I started Sane Jane because organizing and simplifying processes comes natural to me. I’m good at it, I love people, their stories and making their life simpler. Once I understand how my client spends their time, and what frustrates them I can come up with easy and convenient systems that will work to help them do what they do best -with a practical and simply functioning environment to support them.
In terms of your desk at work, what sort of essentials do you need there? What sort of things do people have on or in their desk at work that they don’t need?
It all depends on the type of work the person does, for example an architect’s office would need something different than a stay at home mom who works from home. That Mom generally needs a separate space for the kids to keep their homework, projects, forms etc. separate from her work.
For her desk she will want to have:
• her computer and printer
• stamps and white envelopes of varying sizes
• pads and post it notes
• a few pens and two colors of highlighters
• a shredder, file cabinet and recycle bin
• a stash of paper, empty file folders, and designated sharpie for file labels or a label maker
• Her phone and charger, perhaps wall pockets.(I usually stay away from baskets as they can quickly become catch-alls!) Things-to- read get their own wall pocket, Priority to-do items have the first position of wall pockets, and a to-file pocket is essential. Until those items get filed, at least you always have them as a quick reference in one place. I suggest the wall pockets be reviewed weekly or they will fill up quickly.
• Post-its because there is great satisfaction in crumpling it up and throwing it away when the task is accomplished!
I like to keep things simple and effective, based on what that person will actually use and enjoy!
In terms of your desk at home, what sort of essentials do you need there?

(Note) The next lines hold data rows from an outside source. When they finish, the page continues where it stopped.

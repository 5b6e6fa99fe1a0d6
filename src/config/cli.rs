use std::path::PathBuf;

use clap::{Args, Parser, Subcommand, ValueHint, builder::BoolishValueParser};

/// Command-line arguments for the static-export binary.
#[derive(Debug, Parser)]
#[command(
    name = "static-export",
    version,
    about = "Export a content tree to static files"
)]
pub struct CliArgs {
    /// Optional path to a configuration file.
    #[arg(
        long = "config-file",
        env = "STATIC_EXPORT_CONFIG_FILE",
        value_name = "PATH"
    )]
    pub config_file: Option<PathBuf>,

    #[command(subcommand)]
    pub command: Command,
}

#[derive(Debug, Subcommand, Clone)]
pub enum Command {
    /// Run a full export of a content archive.
    Export(ExportArgs),
    /// Print the real name of a virtual path.
    Translate(TranslateArgs),
    /// Print the virtual path behind a real name.
    Resolve(ResolveArgs),
}

#[derive(Debug, Args, Default, Clone)]
pub struct CommonOverrides {
    /// Override the base log level (trace|debug|info|warn|error).
    #[arg(long = "log-level", value_name = "LEVEL")]
    pub log_level: Option<String>,

    /// Toggle JSON logging.
    #[arg(
        long = "log-json",
        value_name = "BOOL",
        value_parser = BoolishValueParser::new()
    )]
    pub log_json: Option<bool>,

    /// Override the folder exported files are written to.
    #[arg(long = "export-path", value_name = "PATH", value_hint = ValueHint::DirPath)]
    pub export_path: Option<PathBuf>,
}

#[derive(Debug, Args, Clone)]
pub struct ExportArgs {
    #[command(flatten)]
    pub overrides: CommonOverrides,

    /// Remove the current export folders before exporting.
    #[arg(long, action = clap::ArgAction::SetTrue)]
    pub purge: bool,

    /// Content archive to export.
    #[arg(value_name = "ARCHIVE", value_hint = ValueHint::FilePath)]
    pub archive: PathBuf,
}

#[derive(Debug, Args, Clone)]
pub struct TranslateArgs {
    #[command(flatten)]
    pub overrides: CommonOverrides,

    #[arg(value_name = "ARCHIVE", value_hint = ValueHint::FilePath)]
    pub archive: PathBuf,

    /// Site-relative virtual path, e.g. `/news/index.html`.
    #[arg(value_name = "VFS_PATH")]
    pub vfs_path: String,

    /// Query string appended to the link.
    #[arg(long = "params", value_name = "QUERY")]
    pub params: Option<String>,

    /// Site root the path belongs to.
    #[arg(long = "site-root", value_name = "ROOT")]
    pub site_root: Option<String>,
}

#[derive(Debug, Args, Clone)]
pub struct ResolveArgs {
    #[command(flatten)]
    pub overrides: CommonOverrides,

    #[arg(value_name = "ARCHIVE", value_hint = ValueHint::FilePath)]
    pub archive: PathBuf,

    /// Real name including the export prefix, e.g. `/export/news/index.html`.
    #[arg(value_name = "REAL_PATH")]
    pub real_path: String,

    #[arg(long = "site-root", value_name = "ROOT")]
    pub site_root: Option<String>,
}

impl Command {
    pub fn overrides(&self) -> &CommonOverrides {
        match self {
            Command::Export(args) => &args.overrides,
            Command::Translate(args) => &args.overrides,
            Command::Resolve(args) => &args.overrides,
        }
    }

    pub fn archive(&self) -> &PathBuf {
        match self {
            Command::Export(args) => &args.archive,
            Command::Translate(args) => &args.archive,
            Command::Resolve(args) => &args.archive,
        }
    }
}
use super::*;

#[test]
fn cli_overrides_take_highest_precedence() {
    let mut raw = RawSettings::default();
    raw.logging.level = Some("info".to_string());
    raw.export.export_path = Some(PathBuf::from("/srv/file-export"));

    let overrides = CommonOverrides {
        log_level: Some("debug".to_string()),
        export_path: Some(PathBuf::from("/srv/override")),
        ..Default::default()
    };

    raw.apply_overrides(&overrides);
    let settings = Settings::from_raw(raw).expect("valid settings");

    assert_eq!(settings.logging.level, LevelFilter::DEBUG);
    assert_eq!(settings.export.export_path, PathBuf::from("/srv/override"));
}

#[test]
fn defaults_follow_the_documented_values() {
    let settings = Settings::from_raw(RawSettings::default()).expect("valid settings");

    assert!(settings.export.enabled);
    assert_eq!(settings.export.handler, ExportHandler::AfterPublish);
    assert_eq!(settings.export.strategy, LinkStrategy::Default);
    assert_eq!(settings.export.export_suffix, ".html");
    assert_eq!(settings.export.default_file(), "index.html");
    assert_eq!(settings.export.busy_poll, Duration::from_secs(1));
    assert_eq!(settings.export.busy_max_polls, 60);
    assert!(settings.rules.is_empty());
    assert_eq!(settings.database.max_connections.get(), 4);
}

#[test]
fn cli_json_logging_enforces_format() {
    let mut raw = RawSettings::default();
    raw.apply_overrides(&CommonOverrides {
        log_json: Some(true),
        ..Default::default()
    });
    let settings = Settings::from_raw(raw).expect("valid settings");

    assert!(matches!(settings.logging.format, LogFormat::Json));
}

#[test]
fn invalid_rule_pattern_is_rejected() {
    let mut raw = RawSettings::default();
    raw.rules.push(RawRuleSettings {
        source: Some("/sites/(unclosed".to_string()),
        ..Default::default()
    });

    let err = Settings::from_raw(raw).expect_err("bad regex");
    assert!(matches!(err, LoadError::Invalid { key: "rules.source", .. }));
}

#[test]
fn export_path_equal_to_install_path_is_rejected() {
    let mut raw = RawSettings::default();
    raw.export.export_path = Some(PathBuf::from("/opt/app"));
    raw.export.install_path = Some(PathBuf::from("/opt/app"));

    let err = Settings::from_raw(raw).expect_err("export over install");
    assert!(matches!(
        err,
        LoadError::Invalid {
            key: "export.export_path",
            ..
        }
    ));
}

#[test]
fn export_path_containing_install_path_is_rejected() {
    let mut raw = RawSettings::default();
    raw.export.export_path = Some(PathBuf::from("/opt"));
    raw.export.work_path = Some(PathBuf::from("/var/work"));
    raw.export.install_path = Some(PathBuf::from("/opt/app"));

    assert!(Settings::from_raw(raw).is_err());
}

#[test]
fn zero_poll_interval_is_rejected() {
    let mut raw = RawSettings::default();
    raw.export.busy_poll_ms = Some(0);

    let err = Settings::from_raw(raw).expect_err("zero poll");
    assert!(matches!(
        err,
        LoadError::Invalid {
            key: "export.busy_poll_ms",
            ..
        }
    ));
}

#[test]
fn locale_strategy_requires_locales() {
    let mut raw = RawSettings::default();
    raw.export.strategy = Some("locale-folders".to_string());
    assert!(Settings::from_raw(raw.clone()).is_err());

    raw.export.locales = Some(vec!["en".to_string(), "de".to_string()]);
    let settings = Settings::from_raw(raw).expect("valid settings");
    assert_eq!(
        settings.export.strategy,
        LinkStrategy::LocaleFolders {
            locales: vec!["en".to_string(), "de".to_string()]
        }
    );
}

#[test]
fn rules_inherit_global_paths_and_normalise_prefixes() {
    let mut raw = RawSettings::default();
    raw.export.export_path = Some(PathBuf::from("/srv/export"));
    raw.export.backup_count = Some(2);
    raw.rules.push(RawRuleSettings {
        name: Some("shop".to_string()),
        source: Some("/sites/shop/.*".to_string()),
        rfs_prefix: Some("shop/".to_string()),
        related_system: vec!["/system/modules/shop/.*".to_string()],
        ..Default::default()
    });

    let settings = Settings::from_raw(raw).expect("valid settings");
    let rule = &settings.rules[0];
    assert_eq!(rule.name, "shop");
    assert_eq!(rule.rfs_prefix, "/shop");
    assert_eq!(rule.export_path, PathBuf::from("/srv/export"));
    assert_eq!(rule.backup_count, 2);
    assert_eq!(rule.relative_links, None);
}

#[test]
fn suffixes_are_normalised() {
    let mut raw = RawSettings::default();
    raw.export.export_suffix = Some("HTM".to_string());
    raw.export.template_suffixes = Some(vec!["jsp".to_string(), ".JSPF".to_string()]);

    let settings = Settings::from_raw(raw).expect("valid settings");
    assert_eq!(settings.export.export_suffix, ".htm");
    assert_eq!(settings.export.template_suffixes, vec![".jsp", ".jspf"]);
}

#[test]
fn parse_export_arguments() {
    let args = CliArgs::parse_from([
        "static-export",
        "export",
        "--purge",
        "--export-path",
        "/tmp/out",
        "/tmp/site.toml",
    ]);

    match args.command {
        Command::Export(export) => {
            assert!(export.purge);
            assert_eq!(export.archive, PathBuf::from("/tmp/site.toml"));
            assert_eq!(
                export.overrides.export_path.as_deref(),
                Some(std::path::Path::new("/tmp/out"))
            );
        }
        _ => panic!("wrong command parsed"),
    }
}

#[test]
fn parse_translate_arguments() {
    let args = CliArgs::parse_from([
        "static-export",
        "translate",
        "/tmp/site.toml",
        "/news/a.html",
        "--params",
        "page=2",
    ]);

    match args.command {
        Command::Translate(translate) => {
            assert_eq!(translate.vfs_path, "/news/a.html");
            assert_eq!(translate.params.as_deref(), Some("page=2"));
            assert_eq!(translate.site_root, None);
        }
        _ => panic!("wrong command parsed"),
    }
}
impl ExportOrchestrator {
    pub fn new(
        translator: Arc<PathTranslator>,
        policy: Arc<ExportPolicy>,
        collaborators: ExportCollaborators,
    ) -> Self {
        Self {
            translator,
            policy,
            collaborators,
        }
    }

    /// Export the resources of `entries` and everything their pages link to.
    pub async fn export_batch(
        &self,
        entries: &[PublishedEntry],
        output: OutputTarget,
    ) -> ExportReport {
        let started = Instant::now();
        let batch_start = OffsetDateTime::now_utc();
        let mut report = ExportReport::default();

        let previously_exported = self.previously_exported(&mut report).await;
        let templates_found = self
            .export_plain(entries, output, batch_start, &mut report)
            .await;

        if templates_found || !self.translator.settings().plain_export_optimization {
            self.export_templates(output, batch_start, &previously_exported, &mut report)
                .await;
        }

        histogram!(METRIC_EXPORT_MS).record(started.elapsed().as_secs_f64() * 1000.0);
        info!(
            target = "static_export::export",
            entries = entries.len(),
            exported = report.exported,
            skipped = report.skipped,
            errors = report.errors,
            "Export finished"
        );
        report
    }

    async fn previously_exported(&self, report: &mut ExportReport) -> HashSet<PendingKey> {
        let mut seen = HashSet::new();
        for mode in [LinkMode::Parameterless, LinkMode::Parameterized] {
            match self
                .collaborators
                .pending
                .query(mode, OffsetDateTime::UNIX_EPOCH)
                .await
            {
                Ok(rows) => seen.extend(rows.iter().map(pending_key)),
                Err(err) => {
                    report.errors += 1;
                    warn!(
                        target = "static_export::export",
                        mode = mode.as_str(),
                        error = %err,
                        "Reading previously exported links failed"
                    );
                }
            }
        }
        seen
    }

    /// Phase one. Returns whether any entry needs rendering.
    async fn export_plain(
        &self,
        entries: &[PublishedEntry],
        output: OutputTarget,
        batch_start: OffsetDateTime,
        report: &mut ExportReport,
    ) -> bool {
        let mut templates_found = false;

        for entry in entries {
            if entry.is_folder() || entry.state.is_gone() {
                continue;
            }
            let (ctx, vfs_name) = self.translator.context_for(&entry.root_path);
            if !self.policy.is_export_required(&ctx, &vfs_name).await {
                report.skipped += 1;
                continue;
            }

            let resource = match self
                .collaborators
                .tree
                .read_resource(self.translator.export_identity(), &entry.root_path)
                .await
            {
                Ok(resource) => resource,
                Err(err) => {
                    report.skipped += 1;
                    debug!(
                        target = "static_export::export",
                        root_path = %entry.root_path,
                        error = %err,
                        "Skipping unreadable entry"
                    );
                    continue;
                }
            };
            let target = match self.translator.locate(&ctx, &vfs_name, None).await {
                Ok(target) => target,
                Err(err) => {
                    self.record_error(report, &entry.root_path, &err);
                    continue;
                }
            };

            if self
                .collaborators
                .loaders
                .classify(&resource.type_name)
                .is_render_required()
            {
                templates_found = true;
                if let Err(err) = self
                    .collaborators
                    .pending
                    .write(&target.real_name, LinkMode::Parameterless, None, batch_start)
                    .await
                {
                    self.record_error(report, &entry.root_path, &ExportError::from(err));
                }
                continue;
            }

            let result = match self.collaborators.tree.read_content(&entry.root_path).await {
                Ok(body) => self.write(output.file(&target), &body).await,
                Err(err) => Err(ExportError::from_repo(&entry.root_path, err)),
            };
            match result {
                Ok(()) => report.exported += 1,
                Err(err) => self.record_error(report, &entry.root_path, &err),
            }
        }

        templates_found
    }

    /// Phase two: breadth-first rendering over the pending-template table.
    async fn export_templates(
        &self,
        output: OutputTarget,
        batch_start: OffsetDateTime,
        previously_exported: &HashSet<PendingKey>,
        report: &mut ExportReport,
    ) {
        let mut seen: HashSet<PendingKey> = HashSet::new();
        let mut queue: VecDeque<PendingTemplate> = VecDeque::new();
        // Every parameterless template is rendered again; parameterised
        // links only from this batch on.
        let mut parameterless_since = OffsetDateTime::UNIX_EPOCH;
        let mut parameterized_since = batch_start;

        loop {
            let pass_start = OffsetDateTime::now_utc();
            for (mode, since) in [
                (LinkMode::Parameterless, parameterless_since),
                (LinkMode::Parameterized, parameterized_since),
            ] {
                match self.collaborators.pending.query(mode, since).await {
                    Ok(rows) => queue.extend(
                        rows.into_iter()
                            .filter(|row| seen.insert(pending_key(row))),
                    ),
                    Err(err) => {
                        report.errors += 1;
                        warn!(
                            target = "static_export::export",
                            mode = mode.as_str(),
                            error = %err,
                            "Reading pending templates failed"
                        );
                    }
                }
            }
            if queue.is_empty() {
                break;
            }
            parameterless_since = pass_start;
            parameterized_since = pass_start;

            while let Some(row) = queue.pop_front() {
                let links = match self.render_pending(&row, output).await {
                    Ok(links) => {
                        report.exported += 1;
                        links
                    }
                    Err(err)
                        if err.is_not_found()
                            && previously_exported.contains(&pending_key(&row)) =>
                    {
                        report.skipped += 1;
                        debug!(
                            target = "static_export::export",
                            real_name = %row.rfs_name,
                            "Skipping recorded template that no longer exists"
                        );
                        continue;
                    }
                    Err(err) => {
                        self.record_error(report, &row.rfs_name, &err);
                        continue;
                    }
                };
                for link in links {
                    self.record_link(&link, &seen, previously_exported, report)
                        .await;
                }
            }
        }
    }

    async fn render_pending(
        &self,
        row: &PendingTemplate,
        output: OutputTarget,
    ) -> Result<Vec<ExportLink>, ExportError> {
        let (ctx, data) = self.resolve_real_name(&row.rfs_name).await?;
        let file = match row.parameters.as_deref() {
            Some(parameters) => {
                let target = self
                    .translator
                    .locate(&ctx, &data.vfs_name, Some(parameters))
                    .await?;
                output.file(&target).clone()
            }
            None => {
                let rule = self
                    .translator
                    .rules()
                    .match_real_name(&row.rfs_name)
                    .map(|(rule, _)| rule)
                    .ok_or_else(|| ExportError::not_found(&row.rfs_name))?;
                rule.file_in(output.base(rule), data.rfs_name())
            }
        };

        let page = self
            .produce(&ctx, &data, row.parameters.as_deref())
            .await?;
        self.write(&file, &page.body).await?;
        debug!(
            target = "static_export::export",
            real_name = %row.rfs_name,
            links = page.links.len(),
            "Rendered pending template"
        );
        Ok(page.links)
    }

    /// Queue a discovered link unless it is already known.
    async fn record_link(
        &self,
        link: &ExportLink,
        seen: &HashSet<PendingKey>,
        previously_exported: &HashSet<PendingKey>,
        report: &mut ExportReport,
    ) {
        let (ctx, vfs_name) = self.translator.context_for(&link.root_path);
        if !self.policy.is_export_required(&ctx, &vfs_name).await {
            return;
        }
        let target = match self.translator.locate(&ctx, &vfs_name, None).await {
            Ok(target) => target,
            Err(err) => {
                debug!(
                    target = "static_export::export",
                    root_path = %link.root_path,
                    error = %err,
                    "Ignoring untranslatable link"
                );
                return;
            }
        };

        let key = (target.real_name.clone(), link.parameters.clone());
        if seen.contains(&key) || previously_exported.contains(&key) {
            return;
        }
        let mode = LinkMode::for_parameters(link.parameters.as_deref());
        if let Err(err) = self
            .collaborators
            .pending
            .write(
                &target.real_name,
                mode,
                link.parameters.as_deref(),
                OffsetDateTime::now_utc(),
            )
            .await
        {
            self.record_error(report, &link.root_path, &ExportError::from(err));
        }
    }

    /// Reverse-translate `real_name` in whichever site it belongs to.
    pub(crate) async fn resolve_real_name(
        &self,
        real_name: &str,
    ) -> Result<(SiteContext, ExportData), ExportError> {
        let identity = self.translator.export_identity().clone();
        let mut last_error = ExportError::not_found(real_name);
        for site_root in self.translator.site_roots().iter().chain(std::iter::once("")) {
            let ctx = SiteContext::offline(site_root, identity.clone());
            match self.translator.real_to_virtual(&ctx, real_name).await {
                Ok(data) => return Ok((ctx, data)),
                Err(err) if err.is_not_found() => last_error = err,
                Err(err) => return Err(err),
            }
        }
        Err(last_error)
    }

    /// Output of `data`: stored bytes for plain resources, a render otherwise.
    pub(crate) async fn produce(
        &self,
        ctx: &SiteContext,
        data: &ExportData,
        parameters: Option<&str>,
    ) -> Result<RenderedPage, ExportError> {
        let resource = data.resource.as_ref();
        let plain = !data.is_detail_page
            && resource.is_some_and(|resource| {
                !self
                    .collaborators
                    .loaders
                    .classify(&resource.type_name)
                    .is_render_required()
            });
        let root_path = match resource {
            Some(resource) if !data.is_detail_page => resource.root_path.clone(),
            _ => data.root_path.clone(),
        };

        if plain {
            let body = self
                .collaborators
                .tree
                .read_content(&root_path)
                .await
                .map_err(|err| ExportError::from_repo(&root_path, err))?;
            return Ok(RenderedPage {
                body,
                links: Vec::new(),
            });
        }

        let request = RenderRequest {
            root_path,
            parameters: parameters.map(str::to_string),
            site_root: ctx.site_root.clone(),
        };
        Ok(self.collaborators.renderer.render(&request).await?)
    }

    pub(crate) async fn write(&self, file: &Path, body: &[u8]) -> Result<(), ExportError> {
        export_fs::write_file(file, body)
            .await
            .map_err(|err| ExportError::io(file, err))?;
        counter!(METRIC_FILES_WRITTEN).increment(1);
        Ok(())
    }

    fn record_error(&self, report: &mut ExportReport, path: &str, err: &ExportError) {
        report.errors += 1;
        warn!(
            target = "static_export::export",
            path,
            error = %err,
            "Exporting resource failed"
        );
    }
}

What sort of things do people have on or in their desk at home that they don’t need?
I use all of the systems I’ve described above, and what I don’t do is keep books I no longer need at work – they get donated or returned or if they are so valuable for future reference, they go in the bookcase. I also don’t collect an endless array of pens, or give-aways and feebies from conferences as they only end up as clutter.
I suggest we bring our un-needed cords, chargers, old phones, and non-working technology to a nearby Best Buy store; they welcome the turn in! Check out this link which highlights what they accept – http://www.bestbuy.com/site/Global-Promotions/Recycling-Electronics/pcmcat149900050025.c?id=pcmcat149900050025
Also, get rid of ripped open envelopes and junk mail as soon as it comes in, perhaps a recycle bin at the mail collection point? I love the OHIO rule: only handle it once!, and encourage folks to stop shuffling the paper and deal with it right off the bat.
How come the desk, whether at home or at work, becomes such a cluttered and disorganized place?
Realize that this flat surface becomes our stopping and unloading place. This is not a problem; unless you don’t have the habits of spending a little ‘maintenance’ time each day going thru a simple exercise. Give yourself a daily gift. Just like we set a timer when on a treadmill, try this exercise in your office. Set the timer for 15 minutes – and straighten up your desk; recycle or shred those papers you no longer use, file away some documents that are piling up, put supplies away and review your “to do” list. Completing this exercise will allow you to have a fresh start tomorrow. We just need to ‘strengthen’ that particular maintenance muscle, instead of the drop and ignore muscle!
What are some steps become can take to get their desk organized and decluttered? What types of tips do you have to achieve this?
When I organize a space I like to start with a clean slate. This means whether it’s a pantry, a closet or a desk, I empty the space completely. While doing this I will be making decisions by asking myself some questions—Do I need this? When was the last time I reached for this? Can my child’s school benefit from these supplies? Perhaps a colleague could use them?
Organizing can sometimes be overwhelming, set yourself up for success and start small. Perhaps you empty out one drawer or cabinet at a time. Be sure to have boxes or trash bags on hand so you can group items that should be discarded vs. donated.